Are RPI and CPI measurable? Well, yes. Given the raw data on prices, it is straightforward – if time-consuming – to calculate and track both.

Are RPI and CPI specified in advance? Again, an east one – the baskets of goods are known at the start of each calculation period, so constituents are not altered to artificially lower either index.

Are RPI and CPI appropriate and reflective of consumer habits? Ok, I’ve cheated and aggregated these last two criteria into one, but together they form an important question. It could be rephrased as: do the baskets of goods in the two indices reflect what the users consume? This is a bit of a moving target, as the constituents of both can change. However, it is interesting to consider some of the current similarities and differences. Both RPI and CPI try to cover only consumption, not investment. This means that contributions to pension plans are excluded, as are mortgage capital repayments. National insurance and income tax are also excluded, as taxation is not regarded as consumption.
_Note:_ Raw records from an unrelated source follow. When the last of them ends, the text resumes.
use rusqlite::Connection;

pub fn create_tables(conn: &Connection) -> rusqlite::Result<()> {
    // Counter samples, one row per successful poll
    conn.execute(
        "CREATE TABLE IF NOT EXISTS samples (
            id INTEGER PRIMARY KEY AUTOINCREMENT,
            device TEXT NOT NULL,
            interface_name TEXT NOT NULL,
            timestamp TEXT NOT NULL,
            value INTEGER NOT NULL
        )",
        [],
    )?;

    conn.execute(
        "CREATE TABLE IF NOT EXISTS trap_events (
            id INTEGER PRIMARY KEY AUTOINCREMENT,
            device TEXT NOT NULL,
            interface_name TEXT NOT NULL,
            timestamp TEXT NOT NULL,
            trap_type TEXT NOT NULL,
            vars TEXT NOT NULL DEFAULT '{}'
        )",
        [],
    )?;

    // Latest snapshot only; replaced wholesale on save
    conn.execute(
        "CREATE TABLE IF NOT EXISTS topology_edges (
            a TEXT NOT NULL,
            b TEXT NOT NULL,
            PRIMARY KEY (a, b)
        )",
        [],
    )?;

    conn.execute(
        "CREATE TABLE IF NOT EXISTS topology_meta (
            id INTEGER PRIMARY KEY CHECK (id = 1),
            saved_at TEXT NOT NULL
        )",
        [],
    )?;

    create_indexes(conn)
}

fn create_indexes(conn: &Connection) -> rusqlite::Result<()> {
    conn.execute(
        "CREATE INDEX IF NOT EXISTS idx_samples_series
         ON samples(device, interface_name, id)",
        [],
    )?;

    conn.execute(
        "CREATE INDEX IF NOT EXISTS idx_trap_events_series
         ON trap_events(device, interface_name, id)",
        [],
    )?;

    Ok(())
}

#[cfg(test)]
mod tests {
    use super::*;

    #[test]
    fn test_create_tables() {
        let conn = Connection::open_in_memory().unwrap();
        create_tables(&conn).unwrap();

        let table_count: i32 = conn
            .prepare("SELECT COUNT(*) FROM sqlite_master WHERE type='table' AND name NOT LIKE 'sqlite_%'")
            .unwrap()
            .query_row([], |row| row.get(0))
            .unwrap();
        assert_eq!(table_count, 4);

        // Idempotent
        create_tables(&conn).unwrap();
    }

    #[test]
    fn test_indexes_created() {
        let conn = Connection::open_in_memory().unwrap();
        create_tables(&conn).unwrap();

        let index_count: i32 = conn
            .prepare("SELECT COUNT(*) FROM sqlite_master WHERE type='index' AND name LIKE 'idx_%'")
            .unwrap()
            .query_row([], |row| row.get(0))
            .unwrap();
        assert_eq!(index_count, 2);
    }
}
use chrono::{DateTime, SecondsFormat, Utc};
use log::{debug, info};
use rusqlite::{Connection, OptionalExtension, params};
use std::collections::BTreeMap;
use std::path::Path;
use std::sync::{Mutex, MutexGuard};
use std::time::Duration;

use super::TelemetryStore;
use super::errors::{Result, StorageError};
use super::schema::create_tables;
use crate::models::{Sample, SeriesKey, TopologyEdge, TopologySnapshot, TrapEvent, TrapType};

pub struct SqliteStore {
    conn: Mutex<Connection>,
}

impl SqliteStore {
    pub fn new<P: AsRef<Path>>(db_path: P) -> Result<Self> {
        if let Some(parent) = db_path.as_ref().parent() {
            if !parent.as_os_str().is_empty() {
                std::fs::create_dir_all(parent).map_err(|source| StorageError::Io {
                    path: parent.to_path_buf(),
                    source,
                })?;
            }
        }

        let conn = Connection::open(db_path.as_ref())?;
        // WAL is unavailable for in-memory databases
        let _ = conn.pragma_update(None, "journal_mode", "WAL");
        conn.busy_timeout(Duration::from_secs(5))?;
        create_tables(&conn)?;

        info!("SQLite store opened at {}", db_path.as_ref().display());
        Ok(Self {
            conn: Mutex::new(conn),
        })
    }

    pub fn in_memory() -> Result<Self> {
        let conn = Connection::open_in_memory()?;
        create_tables(&conn)?;
        Ok(Self {
            conn: Mutex::new(conn),
        })
    }

    fn conn(&self) -> MutexGuard<'_, Connection> {
        self.conn.lock().unwrap_or_else(|e| e.into_inner())
    }
}

fn format_timestamp(timestamp: &DateTime<Utc>) -> String {
    timestamp.to_rfc3339_opts(SecondsFormat::AutoSi, true)
}

fn parse_timestamp(raw: String) -> Result<DateTime<Utc>> {
    DateTime::parse_from_rfc3339(&raw)
        .map(|t| t.with_timezone(&Utc))
        .map_err(|_| StorageError::Corrupt {
            what: "timestamp",
            value: raw,
        })
}

fn parse_trap_type(raw: &str) -> TrapType {
    match raw {
        "linkUp" => TrapType::LinkUp,
        "linkDown" => TrapType::LinkDown,
        _ => TrapType::Unknown,
    }
}

impl TelemetryStore for SqliteStore {
    fn append_sample(&self, key: &SeriesKey, sample: &Sample) -> Result<()> {
        // Counters are unsigned 64-bit; stored bit-for-bit in SQLite's signed INTEGER
        self.conn().execute(
            "INSERT INTO samples (device, interface_name, timestamp, value) VALUES (?1, ?2, ?3, ?4)",
            params![
                key.device,
                key.interface,
                format_timestamp(&sample.timestamp),
                sample.value as i64
            ],
        )?;
        Ok(())
    }

    fn read_samples(&self, key: &SeriesKey) -> Result<Option<Vec<Sample>>> {
        let conn = self.conn();
        let mut stmt = conn.prepare(
            "SELECT timestamp, value FROM samples
             WHERE device = ?1 AND interface_name = ?2 ORDER BY id",
        )?;
        let rows = stmt
            .query_map(params![key.device, key.interface], |row| {
                Ok((row.get::<_, String>(0)?, row.get::<_, i64>(1)?))
            })?
            .collect::<rusqlite::Result<Vec<_>>>()?;

        if rows.is_empty() {
            return Ok(None);
        }
        rows.into_iter()
            .map(|(timestamp, value)| {
                Ok(Sample {
                    timestamp: parse_timestamp(timestamp)?,
                    value: value as u64,
                })
            })
            .collect::<Result<Vec<_>>>()
            .map(Some)
    }

    fn append_trap(&self, key: &SeriesKey, event: &TrapEvent) -> Result<()> {
        let vars = serde_json::to_string(&event.vars).map_err(|e| StorageError::Corrupt {
            what: "vars",
            value: e.to_string(),
        })?;
        self.conn().execute(
            "INSERT INTO trap_events (device, interface_name, timestamp, trap_type, vars)
             VALUES (?1, ?2, ?3, ?4, ?5)",
            params![
                key.device,
                key.interface,
                format_timestamp(&event.timestamp),
                event.trap_type.to_string(),
                vars
            ],
        )?;
        Ok(())
    }

    fn read_traps(&self, key: &SeriesKey) -> Result<Option<Vec<TrapEvent>>> {
        let conn = self.conn();
        let mut stmt = conn.prepare(
            "SELECT timestamp, trap_type, vars FROM trap_events
             WHERE device = ?1 AND interface_name = ?2 ORDER BY id",
        )?;
        let rows = stmt
            .query_map(params![key.device, key.interface], |row| {
                Ok((
                    row.get::<_, String>(0)?,
                    row.get::<_, String>(1)?,
                    row.get::<_, String>(2)?,
                ))
            })?
            .collect::<rusqlite::Result<Vec<_>>>()?;

        if rows.is_empty() {
            return Ok(None);
        }
        rows.into_iter()
            .map(|(timestamp, trap_type, vars)| {
                let vars: BTreeMap<String, String> =
                    serde_json::from_str(&vars).map_err(|_| StorageError::Corrupt {
                        what: "vars",
                        value: vars.clone(),
                    })?;
                Ok(TrapEvent {
                    timestamp: parse_timestamp(timestamp)?,
                    trap_type: parse_trap_type(&trap_type),
                    vars,
                })
            })
            .collect::<Result<Vec<_>>>()
            .map(Some)
    }

    fn has_traps(&self, key: &SeriesKey) -> Result<bool> {
        let found = self
            .conn()
            .query_row(
                "SELECT 1 FROM trap_events WHERE device = ?1 AND interface_name = ?2 LIMIT 1",
                params![key.device, key.interface],
                |_| Ok(()),
            )
            .optional()?;
        Ok(found.is_some())
    }

    fn save_topology(&self, snapshot: &TopologySnapshot) -> Result<()> {
        let mut conn = self.conn();
        let tx = conn.transaction()?;
        tx.execute("DELETE FROM topology_edges", [])?;
        for edge in snapshot.iter() {
            let (a, b) = edge.endpoints();
            tx.execute(
                "INSERT INTO topology_edges (a, b) VALUES (?1, ?2)",
                params![a, b],
            )?;
        }
        tx.execute(
            "INSERT OR REPLACE INTO topology_meta (id, saved_at) VALUES (1, ?1)",
            params![format_timestamp(&Utc::now())],
        )?;
        tx.commit()?;
        debug!("Saved topology snapshot (edges={})", snapshot.len());
        Ok(())
    }

    fn load_topology(&self) -> Result<Option<TopologySnapshot>> {
        let conn = self.conn();
        let saved: Option<String> = conn
            .query_row("SELECT saved_at FROM topology_meta WHERE id = 1", [], |row| {
                row.get(0)
            })
            .optional()?;
        if saved.is_none() {
            return Ok(None);
        }

        let mut stmt = conn.prepare("SELECT a, b FROM topology_edges")?;
        let snapshot = stmt
            .query_map([], |row| {
                Ok(TopologyEdge::new(
                    row.get::<_, String>(0)?,
                    row.get::<_, String>(1)?,
                ))
            })?
            .collect::<rusqlite::Result<TopologySnapshot>>()?;
        Ok(Some(snapshot))
    }
}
The RPI includes vehicle tax and many housing costs, whilst the CPI does not; conversely, the CPI includes various investment charges, university accommodation fees and foreign students’ university tuition fees, all of which are excluded from the RPI. Of these items, housing costs will be the main source of difference between the two indices – the impact of foreign students’ university tuition fees, for example, must be marginal. From the point of view of a pensioner, this will often mean that CPI is more appropriate.

So in conclusion, the CPI doesn’t look like an entirely unreasonable index to use for calculating pensioner benefits. Does this mean that the proposed change from RPI to CPI should go ahead? Not necessarily. The impact of such a change will be wide-ranging and, potentially, administratively complex. There is also the small issue of people signing up for one benefit and receiving another. However, it is important to recognise that whilst a change to CPI from RPI might be unfair, CPI itself is not inherently a bad measure of prices.